Transactions are assumed to contain all the context information required to be successfully executed. An RTR transaction is assumed to be independent of time of processing. For example, in a shadow environment, if the secondary server cannot credit an account because it is past midnight, but the transaction has already been successfully committed on the primary server, this would cause an inconsistency between the primary and secondary databases. Or, in another example, Transaction B cannot rely on the fact that Transaction A performed some operation before it.
Make no assumptions about the amount of time that will occur between transactions, and avoid using a transaction to establish a session with a server application that can time out. Such a timeout might occur in a client application that logs onto a server application that sets a timer to determine when to log the client off. If a crash occurs after a successful logon, subsequent transactions may fail because the logon session is no longer valid.
The rule is:
If you have operations that must not be shadowed, identify them and
exclude them from your application. Furthermore, do not keep a state
that can become stale over time.
In your application, you can define transactions as independent with the C++ API, using the SetIndependentTransaction method in your transaction controller AcceptTransaction or SendApplicationMessage calls. Using the C API, you use the independent transaction flag in your rtr_accept_tx or rtr_reply_to_client calls.

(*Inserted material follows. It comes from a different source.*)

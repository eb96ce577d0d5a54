//! Forecast accuracy metrics.

pub mod mape;

pub use mape::{join_predictions, trailing_mape, MapeReport, MapeWindow, ScoredRow};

For more information on the independent transaction methods in the RTRServerTransactionController class, refer to the Reliable Transaction Router C++ Foundation Classes manual. For more information on the independent transaction flag and the different uses of these calls, refer to the Reliable Transaction Router C Application Programmer's Reference Manual.
Shadow server use is aimed at keeping two identical copies of the database synchronized. For example, Figure 3-1 illustrates a configuration with a router serving two backends to two shadow databases. The second router is for router failover.
Figure 3-1 Transactional Shadow Servers
If an update of a copy triggers the update of a third common database, the application must determine whether it is running as a primary or a secondary, and only perform an update if it is the primary. Otherwise, there can be complex failure scenarios where duplication can occur.
For example, RTR has no way to determine if a transaction being shadowed is a one-time-only transaction, such as a bookstore debiting your credit card for the purchase of a book. If this transaction is processed on the primary node and the processed data fed to a third common database, and the transaction is later processed on the secondary node, your account would incorrectly be double charged. The application must handle this situation correctly.
The rule is:
Design your application to deal correctly with transactions, such as
debiting a credit card or bank account, that must never be performed
more than once.
Figure 3-2 shows a configuration with two shadow servers and a third, independent server for a third, common database. This is not a configuration recommended for use with RTR without application software that deals with the kind of failure situation described above. Another method is to decouple the shadow message from the other branch.
Figure 3-2 Shadow Servers and Third Common Database (not recommended)
When updating a single resource through multiple paths, the recommended method is to use the RTR standby functionality.
All information required to process a transaction from the perspective of the server application should be contained within the transaction message. For example, if the application required a user-ID established earlier to successfully execute the transaction, the user-ID should be included in the transaction message.
The rule is:
Construct complete transaction messages within your application.